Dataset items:
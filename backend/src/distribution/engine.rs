//! Capacity-weighted allocation of students to rooms.
//!
//! Given a [`CapacityModel`] and a quantity `Q`:
//!
//! 1. If the school has no capacity, nothing is assigned and all of `Q` is residual.
//! 2. If `Q` meets or exceeds total capacity, every room is filled and the
//!    excess is residual.
//! 3. Otherwise each room receives `floor(Q * capacity / total)`, and the units
//!    lost to rounding are handed out one at a time in room order, skipping
//!    full rooms.
//!
//! The result depends only on the model and `Q`.

use super::capacity::{CapacityModel, CapacityRoom};
use super::error::{DistributionError, DistributionResult};

/// Assignment for a single room.
#[derive(Debug, Clone, PartialEq, Eq)]
pub struct AllocationUnit<'m> {
    pub room: &'m CapacityRoom,
    pub assigned: u64,
}

impl AllocationUnit<'_> {
    pub fn capacity(&self) -> u64 {
        self.room.capacity
    }

    pub fn is_saturated(&self) -> bool {
        self.assigned == self.room.capacity
    }
}

/// Outcome of a distribution, in the model's room order.
#[derive(Debug, Clone, PartialEq, Eq)]
pub struct AllocationResult<'m> {
    model: &'m CapacityModel,
    units: Vec<AllocationUnit<'m>>,
    requested: u64,
    residual: u64,
}

impl<'m> AllocationResult<'m> {
    pub fn model(&self) -> &'m CapacityModel {
        self.model
    }

    pub fn units(&self) -> &[AllocationUnit<'m>] {
        &self.units
    }

    pub fn requested(&self) -> u64 {
        self.requested
    }

    /// Students that could not be placed because capacity ran out.
    pub fn residual(&self) -> u64 {
        self.residual
    }

    pub fn total_assigned(&self) -> u64 {
        self.requested - self.residual
    }

    pub fn is_fully_satisfied(&self) -> bool {
        self.residual == 0
    }
}

/// Distribute `quantity` students across the rooms of `model`.
///
/// # Errors
/// `InvalidQuantity` when `quantity <= 0`.
pub fn allocate(model: &CapacityModel, quantity: i64) -> DistributionResult<AllocationResult<'_>> {
    let requested = u64::try_from(quantity)
        .ok()
        .filter(|q| *q > 0)
        .ok_or(DistributionError::InvalidQuantity { quantity })?;

    let rooms = model.rooms();
    let total = model.total_capacity();

    let (assigned, residual) = if total == 0 {
        (vec![0; rooms.len()], requested)
    } else if u128::from(requested) >= total {
        // total <= requested, so it fits in u64 here.
        let filled = rooms.iter().map(|r| r.capacity).collect();
        (filled, requested - total as u64)
    } else {
        let mut assigned = proportional_shares(rooms, requested, total);
        let distributed: u64 = assigned.iter().sum();
        let leftover = hand_out_remainder(rooms, &mut assigned, requested - distributed);
        (assigned, leftover)
    };

    let units = rooms
        .iter()
        .zip(assigned)
        .map(|(room, assigned)| AllocationUnit { room, assigned })
        .collect();

    Ok(AllocationResult {
        model,
        units,
        requested,
        residual,
    })
}

/// First pass: `floor(q * capacity / total)`, capped at capacity.
fn proportional_shares(rooms: &[CapacityRoom], q: u64, total: u128) -> Vec<u64> {
    rooms
        .iter()
        .map(|r| {
            let share = u128::from(q) * u128::from(r.capacity) / total;
            // share <= capacity whenever q <= total; the cap keeps it true regardless.
            share.min(u128::from(r.capacity)) as u64
        })
        .collect()
}

/// Hands out `remainder` one unit per room per pass, in room order, skipping
/// saturated rooms. Returns what could not be placed.
fn hand_out_remainder(rooms: &[CapacityRoom], assigned: &mut [u64], mut remainder: u64) -> u64 {
    while remainder > 0 {
        let mut placed_any = false;
        for (room, slot) in rooms.iter().zip(assigned.iter_mut()) {
            if remainder == 0 {
                break;
            }
            if *slot < room.capacity {
                *slot += 1;
                remainder -= 1;
                placed_any = true;
            }
        }
        if !placed_any {
            break;
        }
    }
    remainder
}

» What the task asks
Write the records out precisely, omitting nothing.

» Answer space
filename backend/src/distribution/engine.rs
//! Capacity-weighted allocation of students to rooms.
//!
//! Given a [`CapacityModel`] and a quantity `Q`:
//!
//! 1. If the school has no capacity, nothing is assigned and all of `Q` is residual.
//! 2. If `Q` meets or exceeds total capacity, every room is filled and the
//!    excess is residual.
//! 3. Otherwise each room receives `floor(Q * capacity / total)`, and the units
//!    lost to rounding are handed out one at a time in room order, skipping
//!    full rooms.
//!
//! The result depends only on the model and `Q`.

use super::capacity::{CapacityModel, CapacityRoom};
use super::error::{DistributionError, DistributionResult};

/// Assignment for a single room.
#[derive(Debug, Clone, PartialEq, Eq)]
pub struct AllocationUnit<'m> {
    pub room: &'m CapacityRoom,
    pub assigned: u64,
}

impl AllocationUnit<'_> {
    pub fn capacity(&self) -> u64 {
        self.room.capacity
    }

    pub fn is_saturated(&self) -> bool {
        self.assigned == self.room.capacity
    }
}

/// Outcome of a distribution, in the model's room order.
#[derive(Debug, Clone, PartialEq, Eq)]
pub struct AllocationResult<'m> {
    model: &'m CapacityModel,
    units: Vec<AllocationUnit<'m>>,
    requested: u64,
    residual: u64,
}

impl<'m> AllocationResult<'m> {
    pub fn model(&self) -> &'m CapacityModel {
        self.model
    }

    pub fn units(&self) -> &[AllocationUnit<'m>] {
        &self.units
    }

    pub fn requested(&self) -> u64 {
        self.requested
    }

    /// Students that could not be placed because capacity ran out.
    pub fn residual(&self) -> u64 {
        self.residual
    }

    pub fn total_assigned(&self) -> u64 {
        self.requested - self.residual
    }

    pub fn is_fully_satisfied(&self) -> bool {
        self.residual == 0
    }
}

/// Distribute `quantity` students across the rooms of `model`.
///
/// # Errors
/// `InvalidQuantity` when `quantity <= 0`.
pub fn allocate(model: &CapacityModel, quantity: i64) -> DistributionResult<AllocationResult<'_>> {
    let requested = u64::try_from(quantity)
        .ok()
        .filter(|q| *q > 0)
        .ok_or(DistributionError::InvalidQuantity { quantity })?;

    let rooms = model.rooms();
    let total = model.total_capacity();

    let (assigned, residual) = if total == 0 {
        (vec![0; rooms.len()], requested)
    } else if u128::from(requested) >= total {
        // total <= requested, so it fits in u64 here.
        let filled = rooms.iter().map(|r| r.capacity).collect();
        (filled, requested - total as u64)
    } else {
        let mut assigned = proportional_shares(rooms, requested, total);
        let distributed: u64 = assigned.iter().sum();
        let leftover = hand_out_remainder(rooms, &mut assigned, requested - distributed);
        (assigned, leftover)
    };

    let units = rooms
        .iter()
        .zip(assigned)
        .map(|(room, assigned)| AllocationUnit { room, assigned })
        .collect();

    Ok(AllocationResult {
        model,
        units,
        requested,
        residual,
    })
}

/// First pass: `floor(q * capacity / total)`, capped at capacity.
fn proportional_shares(rooms: &[CapacityRoom], q: u64, total: u128) -> Vec<u64> {
    rooms
        .iter()
        .map(|r| {
            let share = u128::from(q) * u128::from(r.capacity) / total;
            // share <= capacity whenever q <= total; the cap keeps it true regardless.
            share.min(u128::from(r.capacity)) as u64
        })
        .collect()
}

/// Hands out `remainder` one unit per room per pass, in room order, skipping
/// saturated rooms. Returns what could not be placed.
fn hand_out_remainder(rooms: &[CapacityRoom], assigned: &mut [u64], mut remainder: u64) -> u64 {
    while remainder > 0 {
        let mut placed_any = false;
        for (room, slot) in rooms.iter().zip(assigned.iter_mut()) {
            if remainder == 0 {
                break;
            }
            if *slot < room.capacity {
                *slot += 1;
                remainder -= 1;
                placed_any = true;
            }
        }
        if !placed_any {
            break;
        }
    }
    remainder
}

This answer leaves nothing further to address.